Facteurs contributifs évoqués
Un élément soulevé par les observateurs est la pénurie de contrôleurs aériens à l’EuroAirport : cet été, un poste sur cinq était vacant, ce qui accroît les tensions opérationnelles, retards et risques d’erreurs.
Analyse et enjeux
1. La coordination entre décollages et atterrissages
Dans un aéroport où les pistes sont partagées pour les décollages et les atterrissages, la coordination entre les appareils est cruciale.
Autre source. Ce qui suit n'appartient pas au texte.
//! Resolved package directories and the discoverable plugin catalog
//!
//! Both values are computed once by the caller (typically at process start)
//! and passed read-only into every generator call, so independent calls can
//! share them without synchronization.

use std::fs;
use std::path::{Path, PathBuf};

use crate::text::file_base_name;

/// Source directories the generators emit imports against.
#[derive(Debug, Clone)]
pub struct RuntimePaths {
    /// The application project root; relative entry paths resolve here.
    pub project_root: PathBuf,
    /// Directory holding the application-factory variants.
    pub app_dir: PathBuf,
    /// Directory holding the internal plugin modules.
    pub plugins_dir: PathBuf,
}

impl RuntimePaths {
    /// Layout used by the runtime package: `<pkg>/lib/app` and
    /// `<pkg>/lib/plugins`.
    pub fn from_package_root(project_root: impl Into<PathBuf>, package_root: &Path) -> Self {
        let lib = package_root.join("lib");
        Self {
            project_root: project_root.into(),
            app_dir: lib.join("app"),
            plugins_dir: lib.join("plugins"),
        }
    }

    /// Resolve a possibly-relative path against the project root.
    pub fn abs_path(&self, path: &str) -> PathBuf {
        let path = Path::new(path);
        if path.is_absolute() {
            path.to_path_buf()
        } else {
            self.project_root.join(path)
        }
    }
}

/// One discoverable internal plugin module.
#[derive(Debug, Clone)]
pub struct PluginEntry {
    /// Plugin name (file name without extension).
    pub name: String,
    /// Full path of the plugin module.
    pub file: PathBuf,
}

/// Plugin modules found under the runtime package.
#[derive(Debug, Clone, Default)]
pub struct PluginCatalog {
    plugins: Vec<PluginEntry>,
}

impl PluginCatalog {
    /// Scan `dir` for plugin modules, sorted by name for deterministic
    /// output. An unreadable directory degrades to an empty catalog; a
    /// later lookup for any named plugin then fails with the usual usage
    /// error instead of propagating the IO failure.
    pub fn discover(dir: &Path) -> Self {
        let mut plugins: Vec<PluginEntry> = match fs::read_dir(dir) {
            Ok(entries) => entries
                .filter_map(Result::ok)
                .map(|entry| {
                    let file = entry.path();
                    PluginEntry {
                        name: file_base_name(&file, true),
                        file,
                    }
                })
                .collect(),
            Err(err) => {
                log::debug!("plugin directory {} not readable: {err}", dir.display());
                Vec::new()
            }
        };
        plugins.sort_by(|a, b| a.name.cmp(&b.name));
        log::debug!("discovered {} plugins under {}", plugins.len(), dir.display());
        Self { plugins }
    }

    /// Look a plugin up by name.
    pub fn find(&self, name: &str) -> Option<&PluginEntry> {
        self.plugins.iter().find(|plugin| plugin.name == name)
    }

    /// All known plugin names.
    pub fn names(&self) -> impl Iterator<Item = &str> {
        self.plugins.iter().map(|plugin| plugin.name.as_str())
    }

    /// Whether the catalog found anything.
    pub fn is_empty(&self) -> bool {
        self.plugins.is_empty()
    }
}

#[cfg(test)]
mod tests {
    use std::fs;

    use pretty_assertions::assert_eq;
    use tempfile::TempDir;

    use super::*;

    #[test]
    fn discover_names_plugins_after_their_files() {
        let dir = TempDir::new().expect("tempdir");
        fs::write(dir.path().join("mock.js"), "export default {}").expect("write");
        fs::write(dir.path().join("http.js"), "export default {}").expect("write");

        let catalog = PluginCatalog::discover(dir.path());
        let names: Vec<_> = catalog.names().collect();
        assert_eq!(names, vec!["http", "mock"]);
        assert!(catalog.find("mock").is_some());
        assert!(catalog.find("bogus").is_none());
    }

    #[test]
    fn unreadable_directory_degrades_to_empty() {
        let catalog = PluginCatalog::discover(Path::new("/nonexistent/plugins"));
        assert!(catalog.is_empty());
        assert_eq!(catalog.names().count(), 0);
    }

    #[test]
    fn abs_path_resolves_against_the_project_root() {
        let paths = RuntimePaths::from_package_root("/work/app", Path::new("/work/app/node_modules/runtime"));
        assert_eq!(paths.abs_path("src/main.js"), PathBuf::from("/work/app/src/main.js"));
        assert_eq!(paths.abs_path("/abs/main.js"), PathBuf::from("/abs/main.js"));
        assert_eq!(paths.app_dir, PathBuf::from("/work/app/node_modules/runtime/lib/app"));
        assert_eq!(
            paths.plugins_dir,
            PathBuf::from("/work/app/node_modules/runtime/lib/plugins")
        );
    }
}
L’incident montre à quel point les décisions des contrôleurs peuvent être déterminantes pour éviter des situations potentiellement catastrophiques.
2. Problème structurel : manque de personnel
La pénurie de contrôleurs aériens est un facteur préoccupant : en sous-effectif, l’équipe en place doit gérer des volumes opérationnels importants, ce qui augmente la pression et le risque d’erreur.
3. Procédures d’urgence efficaces
Le fait que le protocole — arrêt du décollage, remise de gaz, détour, enquête — ait été mis en œuvre efficacement illustre la robustesse des procédures prévues en cas de conflit entre avions.
Conclusion
Le 8 septembre 2025, à l’EuroAirport, une situation potentiellement dramatique a été évitée grâce à l’intervention rapide des contrôleurs aériens : un décollage stoppé alors qu’un avion arrivait pour se poser, suivi d’une remise de gaz et d’un détour pour permettre un atterrissage sûr. Si aucun blessé ni dommage n’est à déplorer, l’incident soulève des questions sérieuses sur les ressources humaines dans le contrôle aérien et la gestion des flux dans un aéroport stratégique.